Work instructions: Pull every line holding the string "previous" from the records below.
━━━━━ Data for this exercise
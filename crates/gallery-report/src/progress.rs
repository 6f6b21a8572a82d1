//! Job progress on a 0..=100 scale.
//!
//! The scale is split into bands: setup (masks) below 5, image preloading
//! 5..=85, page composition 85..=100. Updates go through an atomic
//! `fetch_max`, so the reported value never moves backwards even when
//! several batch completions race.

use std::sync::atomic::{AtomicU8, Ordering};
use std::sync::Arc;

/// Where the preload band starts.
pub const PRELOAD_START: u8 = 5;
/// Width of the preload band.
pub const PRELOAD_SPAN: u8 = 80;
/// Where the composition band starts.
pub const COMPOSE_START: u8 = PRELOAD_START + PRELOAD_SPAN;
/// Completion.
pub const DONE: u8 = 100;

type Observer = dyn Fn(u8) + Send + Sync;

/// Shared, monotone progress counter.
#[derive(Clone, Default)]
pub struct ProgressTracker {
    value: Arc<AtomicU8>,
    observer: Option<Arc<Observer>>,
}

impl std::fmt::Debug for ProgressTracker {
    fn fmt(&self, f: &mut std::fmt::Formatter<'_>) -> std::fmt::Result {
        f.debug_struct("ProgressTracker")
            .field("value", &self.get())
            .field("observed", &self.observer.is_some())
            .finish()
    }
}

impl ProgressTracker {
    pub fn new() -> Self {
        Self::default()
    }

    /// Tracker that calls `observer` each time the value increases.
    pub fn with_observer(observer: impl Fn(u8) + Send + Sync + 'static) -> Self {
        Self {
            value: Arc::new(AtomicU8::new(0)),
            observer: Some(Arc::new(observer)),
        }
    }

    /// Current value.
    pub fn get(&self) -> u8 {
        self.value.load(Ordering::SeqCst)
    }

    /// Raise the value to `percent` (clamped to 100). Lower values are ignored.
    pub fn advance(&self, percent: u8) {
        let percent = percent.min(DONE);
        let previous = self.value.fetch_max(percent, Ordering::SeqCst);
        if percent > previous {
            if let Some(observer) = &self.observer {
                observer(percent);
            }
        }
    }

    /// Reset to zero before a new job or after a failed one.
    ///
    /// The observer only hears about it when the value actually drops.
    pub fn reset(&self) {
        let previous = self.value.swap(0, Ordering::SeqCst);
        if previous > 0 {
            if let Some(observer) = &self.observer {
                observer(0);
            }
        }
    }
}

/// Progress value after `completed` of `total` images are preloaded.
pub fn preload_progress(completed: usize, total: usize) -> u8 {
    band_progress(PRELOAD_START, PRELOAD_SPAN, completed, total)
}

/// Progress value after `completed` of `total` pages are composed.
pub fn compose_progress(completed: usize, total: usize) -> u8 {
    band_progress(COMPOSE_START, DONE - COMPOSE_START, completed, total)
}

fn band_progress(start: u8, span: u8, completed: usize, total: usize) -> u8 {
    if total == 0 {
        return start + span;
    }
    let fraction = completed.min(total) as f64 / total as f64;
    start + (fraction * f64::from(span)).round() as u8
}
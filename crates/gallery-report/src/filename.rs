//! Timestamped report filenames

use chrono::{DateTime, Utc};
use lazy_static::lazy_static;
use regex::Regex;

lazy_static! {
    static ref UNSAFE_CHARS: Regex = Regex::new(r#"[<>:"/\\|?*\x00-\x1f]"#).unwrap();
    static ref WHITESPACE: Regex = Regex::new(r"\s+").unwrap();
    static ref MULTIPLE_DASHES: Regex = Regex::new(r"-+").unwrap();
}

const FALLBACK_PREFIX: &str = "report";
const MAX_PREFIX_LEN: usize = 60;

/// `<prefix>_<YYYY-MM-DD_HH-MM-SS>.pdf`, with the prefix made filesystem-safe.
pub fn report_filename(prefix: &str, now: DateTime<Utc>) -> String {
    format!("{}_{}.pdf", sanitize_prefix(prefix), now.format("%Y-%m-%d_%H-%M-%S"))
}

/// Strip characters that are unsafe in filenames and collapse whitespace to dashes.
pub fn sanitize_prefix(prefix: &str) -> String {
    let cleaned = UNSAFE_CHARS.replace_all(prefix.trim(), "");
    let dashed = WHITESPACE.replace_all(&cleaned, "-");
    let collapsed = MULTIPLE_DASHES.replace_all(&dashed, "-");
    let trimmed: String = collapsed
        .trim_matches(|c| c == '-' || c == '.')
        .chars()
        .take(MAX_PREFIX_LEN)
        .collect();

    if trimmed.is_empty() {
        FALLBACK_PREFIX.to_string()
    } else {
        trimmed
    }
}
━━━━━━━━━━
Expected output:
        let previous = self.value.fetch_max(percent, Ordering::SeqCst);
        if percent > previous {
        let previous = self.value.swap(0, Ordering::SeqCst);
        if previous > 0 {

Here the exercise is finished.